Since the Six-Day War in 1967, Jalud has been under Israeli occupation.

In 2017, Jalud's population was 743 according to the Palestinian Central Bureau of Statistics (PCBS). There were 91 non-residential buildings, 94 houses and five business establishments in the village. The average household size was 5.5 persons. According to Jalud's mayor, the village experiences high unemployment and migration due to land confiscation by Israel and sporadic violence from nearby Israeli settlements, which for 10 years has impeded villagers' access to their groves.

=== Israeli settler violence ===
- On 9 February 2011, Israeli settlers from Ahiya, a nearby settlement outpost, attacked Jalud, demanding residents evacuate their houses. Israeli police arrived following clashes between the settlers and Palestinian residents, dispersing the former using tear gas and stun grenades.
- On October 21, 2011, while international activists and Combatants for Peace assisted the Jalud villagers in reclaiming their harvests, a group of 4 armed and masked men from Esh Kodesh, a satellite outpost, confronted them yelling that they must get off what the group asserted was outpost land. They then threw a stun grenade and fired in the direction of the harvesters, some of whom were then clubbed. According to the testimony of Israeli eyewitnesses, the IDF and Border Police present did not intervene, other than to fire more tear gas grenades at the harvesters and wounded. A formal complaint was laid. Follow-up checks by the Israeli NGO Yesh Din over several months indicate that a police investigation is "ongoing".
- On 9 October 2013, Israeli arsonists, apparently from the nearby outposts, intruded into the Jalud elementary school, hurled rocks and damaged 5 cars belonging to the teaching body. They then set fire to the village's olive groves, damaging some 400 trees. A settler website vindicated the attack as a reprisal for the dismantlement of another illegal outpost, Givat Geulat Zion, carried out by the IDF that morning. Three youths from Adi Ad were subsequently arrested on suspicion of involvement, but local Palestinian eyewitnesses have stated that the assailants, some 20, did not appear to be minors.
- In 2017, Fawzi Ibrahim reported waited two months for getting access to his lands, and then having only 2 days to plow and plant.

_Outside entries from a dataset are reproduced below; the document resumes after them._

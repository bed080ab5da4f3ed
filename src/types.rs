//! Shared result types for the three reconstruction methods.
//!
//! Every method produces the same record shape: a [`DepthMap`] in physical
//! units, a [`NormalMap`] of unit vectors, a [`ConfidenceMap`] in `[0, 1]`,
//! a [`Method`] tag and the parameter record actually used. Results are
//! assembled once and never mutated; callers wanting a refinement run the
//! solver again.

use crate::focus::FocusRecord;
use crate::image::ImageF32;
use crate::shading::ShadingRecord;
use crate::stereo::StereoRecord;
use nalgebra::Vector3;
use serde::{Deserialize, Serialize};

/// Which solver produced a result.
#[derive(Clone, Copy, Debug, PartialEq, Eq, Serialize, Deserialize)]
#[serde(rename_all = "snake_case")]
pub enum Method {
    Shading,
    Stereo,
    FocusStack,
}

/// Per-pixel depth in physical length units, plus the lateral pixel size.
#[derive(Clone, Debug)]
pub struct DepthMap {
    pub data: ImageF32,
    /// Physical size of one pixel step in x and y.
    pub pixel_size: f32,
}

impl DepthMap {
    pub fn new(data: ImageF32, pixel_size: f32) -> Self {
        Self { data, pixel_size }
    }

    #[inline]
    pub fn width(&self) -> usize {
        self.data.w
    }

    #[inline]
    pub fn height(&self) -> usize {
        self.data.h
    }

    #[inline]
    pub fn get(&self, x: usize, y: usize) -> f32 {
        self.data.get(x, y)
    }

    pub fn min_max(&self) -> (f32, f32) {
        self.data.min_max()
    }

    pub fn mean(&self) -> f32 {
        self.data.mean()
    }
}

/// Per-pixel unit surface normals in row-major order.
#[derive(Clone, Debug)]
pub struct NormalMap {
    pub w: usize,
    pub h: usize,
    pub data: Vec<Vector3<f32>>,
}

impl NormalMap {
    #[inline]
    pub fn get(&self, x: usize, y: usize) -> Vector3<f32> {
        self.data[y * self.w + x]
    }
}

/// Per-pixel reconstruction reliability, clamped to `[0, 1]` on build.
#[derive(Clone, Debug)]
pub struct ConfidenceMap {
    data: ImageF32,
}

impl ConfidenceMap {
    /// Wrap a raw score image, clamping every value into `[0, 1]`.
    pub fn new(mut data: ImageF32) -> Self {
        for v in &mut data.data {
            *v = v.clamp(0.0, 1.0);
        }
        Self { data }
    }

    #[inline]
    pub fn get(&self, x: usize, y: usize) -> f32 {
        self.data.get(x, y)
    }

    pub fn mean(&self) -> f32 {
        self.data.mean()
    }

    pub fn as_image(&self) -> &ImageF32 {
        &self.data
    }
}

/// The exact parameters a solver ran with, plus its telemetry.
#[derive(Clone, Debug, Serialize)]
#[serde(rename_all = "snake_case")]
pub enum ParamRecord {
    Shading(ShadingRecord),
    Stereo(StereoRecord),
    FocusStack(FocusRecord),
}

/// Scalar summary of a result, for JSON reports and UI legends.
#[derive(Clone, Debug, Default, Serialize)]
pub struct ResultSummary {
    pub width: usize,
    pub height: usize,
    pub depth_min: f32,
    pub depth_max: f32,
    pub depth_mean: f32,
    pub confidence_mean: f32,
}

/// Unified output of every reconstruction call.
///
/// The dense maps are skipped during serialization; the JSON view carries
/// the method tag, the parameter record and [`ResultSummary`] instead.
#[derive(Clone, Debug, Serialize)]
pub struct ReconstructionResult {
    #[serde(skip)]
    pub depth: DepthMap,
    #[serde(skip)]
    pub normals: NormalMap,
    #[serde(skip)]
    pub confidence: ConfidenceMap,
    pub method: Method,
    pub record: ParamRecord,
    pub summary: ResultSummary,
    pub elapsed_ms: f64,
}

impl ReconstructionResult {
    /// Assemble a result, computing the scalar summary from the maps.
    pub fn assemble(
        depth: DepthMap,
        normals: NormalMap,
        confidence: ConfidenceMap,
        method: Method,
        record: ParamRecord,
        elapsed_ms: f64,
    ) -> Self {
        let (depth_min, depth_max) = depth.min_max();
        let summary = ResultSummary {
            width: depth.width(),
            height: depth.height(),
            depth_min,
            depth_max,
            depth_mean: depth.mean(),
            confidence_mean: confidence.mean(),
        };
        Self {
            depth,
            normals,
            confidence,
            method,
            record,
            summary,
            elapsed_ms,
        }
    }
}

Muhammad Muqbil reported that he had olive trees stolen by settlers, and needed help from Rabbis for Human Rights to get access to his lands.
- On 9 January 2026, Israeli settlers from the Ahiya and Esh Kodesh outposts cut through the fence and entered Jalud’s secondary mixed school, which serves about 210 students. During the incident, settlers threw flammable materials into a classroom and spray-painted slogans on the walls.

Israeli settlers arson on Jalud March 2026

On 22 March 2026 the village was attacked by a group of settlers who beat and injured several residents and set fire to cars and buildings

==Olive groves==
In her 2009 publication entitled Tree Flags, legal scholar and ethnographer Irus Braverman describes how Palestinians identify olive groves as "their symbol of their longtime agricultural connection to the land."

== Settler violence ==
In April 2022, Haaretz reported that Jewish settlers from the nearby illegal outposts that encircle the town promoted attacks with firebombs in Jalud, torching cars and house yards, in what the Israeli newspaper classified as a "pogrom", "flaunt evil" and "settler terror".